What you are asked to do: Please print each record that follows precisely as it appears.

Source records:
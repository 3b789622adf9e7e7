//! Header-row discovery, column lookup, and month keys from sheet names.
//!
//! Source workbooks are maintained by hand, so headers drift: extra spaces,
//! line breaks, punctuation, different capitalization. All comparisons here
//! run on normalized text (lower-cased, alphanumerics only).

use crate::config::ColumnRef;
use crate::models::{CellValue, MonthKey};

const MONTH_NAMES: [&str; 12] = [
    "january",
    "february",
    "march",
    "april",
    "may",
    "june",
    "july",
    "august",
    "september",
    "october",
    "november",
    "december",
];

/// Normalizes a header label or cell text for comparison.
///
/// # Example
///
/// ```
/// use bonus_recon::calculation::normalize_label;
///
/// assert_eq!(normalize_label(" Emp. Code\n"), "empcode");
/// assert_eq!(normalize_label("Gross-Salary (₹)"), "grosssalary");
/// ```
pub fn normalize_label(raw: &str) -> String {
    raw.chars()
        .filter(|c| c.is_ascii_alphanumeric())
        .map(|c| c.to_ascii_lowercase())
        .collect()
}

fn label_matches(cell: &str, label: &str) -> bool {
    !label.is_empty() && (cell == label || cell.contains(label))
}

/// Finds the header row among the first `scan_rows` rows.
///
/// A row is the header when, for at least one candidate set, every label of
/// the set matches some cell of the row. Returns the first such row.
///
/// # Example
///
/// ```
/// use bonus_recon::calculation::find_header_row;
/// use bonus_recon::models::CellValue;
///
/// let rows = vec![
///     vec![CellValue::from("ACME Ltd - Salary Register")],
///     vec![CellValue::from("Emp Code"), CellValue::from("Employee Name")],
/// ];
/// let sets = vec![vec!["code".to_string(), "name".to_string()]];
/// assert_eq!(find_header_row(&rows, &sets, 10), Some(1));
/// ```
pub fn find_header_row(
    rows: &[Vec<CellValue>],
    candidate_sets: &[Vec<String>],
    scan_rows: usize,
) -> Option<usize> {
    let normalized_sets: Vec<Vec<String>> = candidate_sets
        .iter()
        .map(|set| set.iter().map(|label| normalize_label(label)).collect())
        .filter(|set: &Vec<String>| !set.is_empty())
        .collect();

    rows.iter().take(scan_rows).position(|row| {
        let cells: Vec<String> = row.iter().map(|c| normalize_label(&c.text())).collect();
        normalized_sets.iter().any(|set| {
            set.iter()
                .all(|label| cells.iter().any(|cell| label_matches(cell, label)))
        })
    })
}

/// Finds a column in a header row by its candidate labels.
///
/// Exact matches are preferred over containment, and earlier candidates over
/// later ones; among equals the leftmost column wins.
pub fn find_column<S: AsRef<str>>(header: &[CellValue], candidates: &[S]) -> Option<usize> {
    let cells: Vec<String> = header.iter().map(|c| normalize_label(&c.text())).collect();
    let labels: Vec<String> = candidates
        .iter()
        .map(|c| normalize_label(c.as_ref()))
        .filter(|l| !l.is_empty())
        .collect();

    labels
        .iter()
        .find_map(|label| cells.iter().position(|cell| cell == label))
        .or_else(|| {
            labels
                .iter()
                .find_map(|label| cells.iter().position(|cell| cell.contains(label.as_str())))
        })
}

/// Resolves a configured column reference against a header row.
pub fn resolve_column(header: &[CellValue], column: &ColumnRef) -> Option<usize> {
    match column {
        ColumnRef::Index(index) => Some(*index),
        other => find_column(header, &other.labels()),
    }
}

/// Derives the month a worksheet covers from its name.
///
/// Tries a numeric `YYYY-MM` (or `MM-YYYY`) pattern first, then a month name
/// with a two- or four-digit year. Returns `None` rather than guessing.
///
/// # Example
///
/// ```
/// use bonus_recon::calculation::month_key_from_sheet_name;
///
/// let key = |s| month_key_from_sheet_name(s).map(|k| k.to_string());
/// assert_eq!(key("2025-03"), Some("2025-03".to_string()));
/// assert_eq!(key("Salary Sept 2025"), Some("2025-09".to_string()));
/// assert_eq!(key("Oct24"), Some("2024-10".to_string()));
/// assert_eq!(key("Summary"), None);
/// ```
pub fn month_key_from_sheet_name(name: &str) -> Option<MonthKey> {
    numeric_month_key(name).or_else(|| named_month_key(name))
}

/// A maximal run of ASCII digits and where it sits in the name.
struct DigitRun<'a> {
    digits: &'a str,
    start: usize,
    end: usize,
}

fn digit_runs(name: &str) -> Vec<DigitRun<'_>> {
    let mut runs = Vec::new();
    let mut start = None;
    for (idx, ch) in name.char_indices() {
        match (ch.is_ascii_digit(), start) {
            (true, None) => start = Some(idx),
            (false, Some(s)) => {
                runs.push(DigitRun {
                    digits: &name[s..idx],
                    start: s,
                    end: idx,
                });
                start = None;
            }
            _ => {}
        }
    }
    if let Some(s) = start {
        runs.push(DigitRun {
            digits: &name[s..],
            start: s,
            end: name.len(),
        });
    }
    runs
}

fn four_digit_year(digits: &str) -> Option<i32> {
    if digits.len() != 4 {
        return None;
    }
    digits
        .parse::<i32>()
        .ok()
        .filter(|y| (1900..=2100).contains(y))
}

fn month_number(digits: &str) -> Option<u32> {
    if digits.is_empty() || digits.len() > 2 {
        return None;
    }
    digits.parse::<u32>().ok().filter(|m| (1..=12).contains(m))
}

fn numeric_month_key(name: &str) -> Option<MonthKey> {
    let runs = digit_runs(name);
    runs.windows(2).find_map(|pair| {
        let (first, second) = (&pair[0], &pair[1]);
        let between = &name[first.end..second.start];
        if !matches!(between, "-" | "_" | "/" | ".") {
            return None;
        }
        if let (Some(year), Some(month)) = (four_digit_year(first.digits), month_number(second.digits)) {
            return MonthKey::new(year, month);
        }
        if let (Some(month), Some(year)) = (month_number(first.digits), four_digit_year(second.digits)) {
            return MonthKey::new(year, month);
        }
        None
    })
}

enum Token {
    Alpha(String),
    Digits(String),
}

fn tokenize(name: &str) -> Vec<Token> {
    let mut tokens = Vec::new();
    let mut current = String::new();
    let mut current_is_digit = false;

    for ch in name.chars() {
        if !ch.is_ascii_alphanumeric() {
            flush(&mut tokens, &mut current, current_is_digit);
            continue;
        }
        let is_digit = ch.is_ascii_digit();
        if !current.is_empty() && is_digit != current_is_digit {
            flush(&mut tokens, &mut current, current_is_digit);
        }
        current_is_digit = is_digit;
        current.push(ch.to_ascii_lowercase());
    }
    flush(&mut tokens, &mut current, current_is_digit);
    tokens
}

fn flush(tokens: &mut Vec<Token>, current: &mut String, is_digit: bool) {
    if current.is_empty() {
        return;
    }
    let text = std::mem::take(current);
    tokens.push(if is_digit {
        Token::Digits(text)
    } else {
        Token::Alpha(text)
    });
}

fn month_from_word(word: &str) -> Option<u32> {
    if word.len() < 3 {
        return None;
    }
    MONTH_NAMES
        .iter()
        .position(|month| month.starts_with(word))
        .map(|idx| idx as u32 + 1)
}

fn year_from_digits(digits: &str) -> Option<i32> {
    match digits.len() {
        2 => digits.parse::<i32>().ok().map(|y| 2000 + y),
        4 => four_digit_year(digits),
        _ => None,
    }
}

fn named_month_key(name: &str) -> Option<MonthKey> {
    let tokens = tokenize(name);

    let (month_idx, month) = tokens.iter().enumerate().find_map(|(idx, token)| match token {
        Token::Alpha(word) => month_from_word(word).map(|m| (idx, m)),
        Token::Digits(_) => None,
    })?;

    let year_at = |idx: usize| match &tokens[idx] {
        Token::Digits(digits) => year_from_digits(digits),
        Token::Alpha(_) => None,
    };

    let year = (month_idx + 1..tokens.len())
        .find_map(year_at)
        .or_else(|| (0..month_idx).rev().find_map(year_at))?;

    MonthKey::new(year, month)
}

Result:
repository 3b789622adf9e7e7
//! Header-row discovery, column lookup, and month keys from sheet names.
//!
//! Source workbooks are maintained by hand, so headers drift: extra spaces,
//! line breaks, punctuation, different capitalization. All comparisons here
//! run on normalized text (lower-cased, alphanumerics only).

use crate::config::ColumnRef;
use crate::models::{CellValue, MonthKey};

const MONTH_NAMES: [&str; 12] = [
    "january",
    "february",
    "march",
    "april",
    "may",
    "june",
    "july",
    "august",
    "september",
    "october",
    "november",
    "december",
];

/// Normalizes a header label or cell text for comparison.
///
/// # Example
///
/// ```
/// use bonus_recon::calculation::normalize_label;
///
/// assert_eq!(normalize_label(" Emp. Code\n"), "empcode");
/// assert_eq!(normalize_label("Gross-Salary (₹)"), "grosssalary");
/// ```
pub fn normalize_label(raw: &str) -> String {
    raw.chars()
        .filter(|c| c.is_ascii_alphanumeric())
        .map(|c| c.to_ascii_lowercase())
        .collect()
}

fn label_matches(cell: &str, label: &str) -> bool {
    !label.is_empty() && (cell == label || cell.contains(label))
}

/// Finds the header row among the first `scan_rows` rows.
///
/// A row is the header when, for at least one candidate set, every label of
/// the set matches some cell of the row. Returns the first such row.
///
/// # Example
///
/// ```
/// use bonus_recon::calculation::find_header_row;
/// use bonus_recon::models::CellValue;
///
/// let rows = vec![
///     vec![CellValue::from("ACME Ltd - Salary Register")],
///     vec![CellValue::from("Emp Code"), CellValue::from("Employee Name")],
/// ];
/// let sets = vec![vec!["code".to_string(), "name".to_string()]];
/// assert_eq!(find_header_row(&rows, &sets, 10), Some(1));
/// ```
pub fn find_header_row(
    rows: &[Vec<CellValue>],
    candidate_sets: &[Vec<String>],
    scan_rows: usize,
) -> Option<usize> {
    let normalized_sets: Vec<Vec<String>> = candidate_sets
        .iter()
        .map(|set| set.iter().map(|label| normalize_label(label)).collect())
        .filter(|set: &Vec<String>| !set.is_empty())
        .collect();

    rows.iter().take(scan_rows).position(|row| {
        let cells: Vec<String> = row.iter().map(|c| normalize_label(&c.text())).collect();
        normalized_sets.iter().any(|set| {
            set.iter()
                .all(|label| cells.iter().any(|cell| label_matches(cell, label)))
        })
    })
}

/// Finds a column in a header row by its candidate labels.
///
/// Exact matches are preferred over containment, and earlier candidates over
/// later ones; among equals the leftmost column wins.
pub fn find_column<S: AsRef<str>>(header: &[CellValue], candidates: &[S]) -> Option<usize> {
    let cells: Vec<String> = header.iter().map(|c| normalize_label(&c.text())).collect();
    let labels: Vec<String> = candidates
        .iter()
        .map(|c| normalize_label(c.as_ref()))
        .filter(|l| !l.is_empty())
        .collect();

    labels
        .iter()
        .find_map(|label| cells.iter().position(|cell| cell == label))
        .or_else(|| {
            labels
                .iter()
                .find_map(|label| cells.iter().position(|cell| cell.contains(label.as_str())))
        })
}

/// Resolves a configured column reference against a header row.
pub fn resolve_column(header: &[CellValue], column: &ColumnRef) -> Option<usize> {
    match column {
        ColumnRef::Index(index) => Some(*index),
        other => find_column(header, &other.labels()),
    }
}

/// Derives the month a worksheet covers from its name.
///
/// Tries a numeric `YYYY-MM` (or `MM-YYYY`) pattern first, then a month name
/// with a two- or four-digit year. Returns `None` rather than guessing.
///
/// # Example
///
/// ```
/// use bonus_recon::calculation::month_key_from_sheet_name;
///
/// let key = |s| month_key_from_sheet_name(s).map(|k| k.to_string());
/// assert_eq!(key("2025-03"), Some("2025-03".to_string()));
/// assert_eq!(key("Salary Sept 2025"), Some("2025-09".to_string()));
/// assert_eq!(key("Oct24"), Some("2024-10".to_string()));
/// assert_eq!(key("Summary"), None);
/// ```
pub fn month_key_from_sheet_name(name: &str) -> Option<MonthKey> {
    numeric_month_key(name).or_else(|| named_month_key(name))
}

/// A maximal run of ASCII digits and where it sits in the name.
struct DigitRun<'a> {
    digits: &'a str,
    start: usize,
    end: usize,
}

fn digit_runs(name: &str) -> Vec<DigitRun<'_>> {
    let mut runs = Vec::new();
    let mut start = None;
    for (idx, ch) in name.char_indices() {
        match (ch.is_ascii_digit(), start) {
            (true, None) => start = Some(idx),
            (false, Some(s)) => {
                runs.push(DigitRun {
                    digits: &name[s..idx],
                    start: s,
                    end: idx,
                });
                start = None;
            }
            _ => {}
        }
    }
    if let Some(s) = start {
        runs.push(DigitRun {
            digits: &name[s..],
            start: s,
            end: name.len(),
        });
    }
    runs
}

fn four_digit_year(digits: &str) -> Option<i32> {
    if digits.len() != 4 {
        return None;
    }
    digits
        .parse::<i32>()
        .ok()
        .filter(|y| (1900..=2100).contains(y))
}

fn month_number(digits: &str) -> Option<u32> {
    if digits.is_empty() || digits.len() > 2 {
        return None;
    }
    digits.parse::<u32>().ok().filter(|m| (1..=12).contains(m))
}

fn numeric_month_key(name: &str) -> Option<MonthKey> {
    let runs = digit_runs(name);
    runs.windows(2).find_map(|pair| {
        let (first, second) = (&pair[0], &pair[1]);
        let between = &name[first.end..second.start];
        if !matches!(between, "-" | "_" | "/" | ".") {
            return None;
        }
        if let (Some(year), Some(month)) = (four_digit_year(first.digits), month_number(second.digits)) {
            return MonthKey::new(year, month);
        }
        if let (Some(month), Some(year)) = (month_number(first.digits), four_digit_year(second.digits)) {
            return MonthKey::new(year, month);
        }
        None
    })
}

enum Token {
    Alpha(String),
    Digits(String),
}

fn tokenize(name: &str) -> Vec<Token> {
    let mut tokens = Vec::new();
    let mut current = String::new();
    let mut current_is_digit = false;

    for ch in name.chars() {
        if !ch.is_ascii_alphanumeric() {
            flush(&mut tokens, &mut current, current_is_digit);
            continue;
        }
        let is_digit = ch.is_ascii_digit();
        if !current.is_empty() && is_digit != current_is_digit {
            flush(&mut tokens, &mut current, current_is_digit);
        }
        current_is_digit = is_digit;
        current.push(ch.to_ascii_lowercase());
    }
    flush(&mut tokens, &mut current, current_is_digit);
    tokens
}

fn flush(tokens: &mut Vec<Token>, current: &mut String, is_digit: bool) {
    if current.is_empty() {
        return;
    }
    let text = std::mem::take(current);
    tokens.push(if is_digit {
        Token::Digits(text)
    } else {
        Token::Alpha(text)
    });
}

fn month_from_word(word: &str) -> Option<u32> {
    if word.len() < 3 {
        return None;
    }
    MONTH_NAMES
        .iter()
        .position(|month| month.starts_with(word))
        .map(|idx| idx as u32 + 1)
}

fn year_from_digits(digits: &str) -> Option<i32> {
    match digits.len() {
        2 => digits.parse::<i32>().ok().map(|y| 2000 + y),
        4 => four_digit_year(digits),
        _ => None,
    }
}

fn named_month_key(name: &str) -> Option<MonthKey> {
    let tokens = tokenize(name);

    let (month_idx, month) = tokens.iter().enumerate().find_map(|(idx, token)| match token {
        Token::Alpha(word) => month_from_word(word).map(|m| (idx, m)),
        Token::Digits(_) => None,
    })?;

    let year_at = |idx: usize| match &tokens[idx] {
        Token::Digits(digits) => year_from_digits(digits),
        Token::Alpha(_) => None,
    };

    let year = (month_idx + 1..tokens.len())
        .find_map(year_at)
        .or_else(|| (0..month_idx).rev().find_map(year_at))?;

    MonthKey::new(year, month)
}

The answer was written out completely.